__Collection entries__.
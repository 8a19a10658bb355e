use anyhow::{Context, Result};
use sqlx::SqlitePool;
use tracing::instrument;

pub type Pool = SqlitePool;

pub async fn init_pool(database_url: &str) -> Result<Pool> {
    let normalized = prepare_sqlite_url(database_url)?;
    let pool = SqlitePool::connect(&normalized).await?;
    sqlx::query("PRAGMA journal_mode=WAL;")
        .execute(&pool)
        .await?;
    Ok(pool)
}

/// If using a file-backed SQLite URL, expand a leading `~/`, ensure the parent
/// directory exists and ask SQLite to create the file. In-memory URLs pass
/// through untouched.
fn prepare_sqlite_url(url: &str) -> Result<String> {
    if !url.starts_with("sqlite:") || url.starts_with("sqlite::memory") {
        return Ok(url.to_string());
    }

    let rest = &url["sqlite:".len()..];
    let path_with_query = rest.strip_prefix("//").unwrap_or(rest);
    let (path_part, query_part) = match path_with_query.split_once('?') {
        Some((p, q)) => (p, Some(q)),
        None => (path_with_query, None),
    };
    if path_part.is_empty() {
        return Ok(url.to_string());
    }

    let expanded_path = match path_part.strip_prefix("~/") {
        Some(rest) => match std::env::var("HOME") {
            Ok(home) => format!("{}/{}", home.trim_end_matches('/'), rest),
            Err(_) => path_part.to_string(),
        },
        None => path_part.to_string(),
    };

    if let Some(parent) = std::path::Path::new(&expanded_path).parent() {
        if !parent.as_os_str().is_empty() {
            std::fs::create_dir_all(parent)
                .with_context(|| format!("creating database directory {}", parent.display()))?;
        }
    }

    let mut rebuilt = String::from("sqlite://");
    rebuilt.push_str(&expanded_path);
    match query_part {
        Some(q) if q.contains("mode=") => {
            rebuilt.push('?');
            rebuilt.push_str(q);
        }
        Some(q) => {
            rebuilt.push('?');
            rebuilt.push_str(q);
            rebuilt.push_str("&mode=rwc");
        }
        None => rebuilt.push_str("?mode=rwc"),
    }
    Ok(rebuilt)
}

pub async fn run_migrations(pool: &Pool) -> Result<()> {
    sqlx::migrate!("./migrations").run(pool).await?;
    Ok(())
}

#[instrument(skip(pool))]
pub async fn get_slot(pool: &Pool, key: &str) -> sqlx::Result<Option<String>> {
    sqlx::query_scalar::<_, String>("SELECT value FROM kv WHERE key = ?")
        .bind(key)
        .fetch_optional(pool)
        .await
}

#[instrument(skip(pool, value))]
pub async fn put_slot(pool: &Pool, key: &str, value: &str) -> sqlx::Result<()> {
    sqlx::query(
        "INSERT INTO kv (key, value) VALUES (?, ?) \
         ON CONFLICT(key) DO UPDATE SET value = excluded.value, updated_at = CURRENT_TIMESTAMP",
    )
    .bind(key)
    .bind(value)
    .execute(pool)
    .await?;
    Ok(())
}

#[instrument(skip(pool))]
pub async fn delete_slot(pool: &Pool, key: &str) -> sqlx::Result<bool> {
    let res = sqlx::query("DELETE FROM kv WHERE key = ?")
        .bind(key)
        .execute(pool)
        .await?;
    Ok(res.rows_affected() > 0)
}
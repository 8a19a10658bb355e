use async_trait::async_trait;
use reqwest::Method;
use serde_json::Value;

use super::{unwrap_listing, ApiClient, Auth};
use crate::collection::CollectionSource;
use crate::error::ApiResult;
use crate::model::Feedback;

/// Guest feedback, read-only from the admin side.
#[derive(Debug, Clone)]
pub struct FeedbackSource {
    api: ApiClient,
}

impl FeedbackSource {
    pub fn new(api: ApiClient) -> Self {
        Self { api }
    }
}

#[async_trait]
impl CollectionSource for FeedbackSource {
    type Item = Feedback;
    type Draft = ();
    type Patch = ();

    fn name(&self) -> &'static str {
        "feedback"
    }

    async fn list(&self) -> ApiResult<Vec<Feedback>> {
        let body: Value = self
            .api
            .send_json(Method::GET, "feedback", Auth::Optional, None)
            .await?;
        unwrap_listing(body)
    }
}
pub mod api;
pub mod app;
pub mod collection;
pub mod config;
pub mod db;
pub mod error;
pub mod gate;
pub mod model;
pub mod session;
pub mod upload;
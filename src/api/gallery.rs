use async_trait::async_trait;
use reqwest::Method;
use serde::Serialize;
use serde_json::Value;
use std::sync::Arc;

use super::{record_from, unwrap_listing, ApiClient, Auth};
use crate::collection::{CollectionSource, Placement, RemoteCollection};
use crate::error::{ApiError, ApiResult};
use crate::model::{GalleryImage, GALLERY_CATEGORIES};
use crate::upload::{check_file, MediaFile, SignedUpload, UploadTarget};

#[derive(Debug, Clone, PartialEq, Eq, Serialize)]
pub struct NewGalleryImage {
    pub url: String,
    pub category: String,
}

/// Property gallery images.
#[derive(Debug, Clone)]
pub struct GallerySource {
    api: ApiClient,
}

impl GallerySource {
    pub fn new(api: ApiClient) -> Self {
        Self { api }
    }
}

#[async_trait]
impl CollectionSource for GallerySource {
    type Item = GalleryImage;
    type Draft = NewGalleryImage;
    type Patch = ();

    fn name(&self) -> &'static str {
        "gallery image"
    }

    async fn list(&self) -> ApiResult<Vec<GalleryImage>> {
        let body: Value = self
            .api
            .send_json(Method::GET, "gallery", Auth::Optional, None)
            .await?;
        unwrap_listing(body)
    }

    async fn create(&self, draft: NewGalleryImage) -> ApiResult<GalleryImage> {
        let body = serde_json::to_value(&draft).map_err(|err| ApiError::decode("gallery", err))?;
        let res: Value = self
            .api
            .send_json(Method::POST, "gallery", Auth::Required, Some(&body))
            .await?;
        record_from(&res)
            .ok_or_else(|| ApiError::decode("backend", "gallery image missing from create response"))
    }

    async fn delete(&self, current: &GalleryImage) -> ApiResult<()> {
        self.api
            .send_unit(
                Method::DELETE,
                &format!("gallery/{}", current.id),
                Auth::Required,
                None,
            )
            .await
    }
}

pub fn normalize_category(category: &str) -> ApiResult<&'static str> {
    GALLERY_CATEGORIES
        .into_iter()
        .find(|c| c.eq_ignore_ascii_case(category.trim()))
        .ok_or_else(|| {
            ApiError::validation(format!(
                "Unknown category '{}'; expected one of: {}",
                category,
                GALLERY_CATEGORIES.join(", ")
            ))
        })
}

/// Upload an image to the media host and add it to the gallery. A missing
/// file is reported before an unknown category.
pub async fn upload_image<S>(
    gallery: &RemoteCollection<S>,
    uploader: &SignedUpload<'_>,
    file: Option<&MediaFile>,
    category: &str,
) -> ApiResult<Arc<GalleryImage>>
where
    S: CollectionSource<Item = GalleryImage, Draft = NewGalleryImage>,
{
    let file = check_file(UploadTarget::Gallery, file)?;
    let category = normalize_category(category)?;
    uploader
        .upload_and_persist(UploadTarget::Gallery, Some(file), |asset| {
            gallery.create(
                NewGalleryImage {
                    url: asset.secure_url,
                    category: category.to_string(),
                },
                Placement::Back,
            )
        })
        .await
}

__Assigned task__.
Search the entries above for the word "CollectionSource" and copy each line where it appears.

__Completed exercise__.
use crate::collection::CollectionSource;
impl CollectionSource for FeedbackSource {
use crate::collection::{CollectionSource, Placement, RemoteCollection};
impl CollectionSource for GallerySource {
    S: CollectionSource<Item = GalleryImage, Draft = NewGalleryImage>,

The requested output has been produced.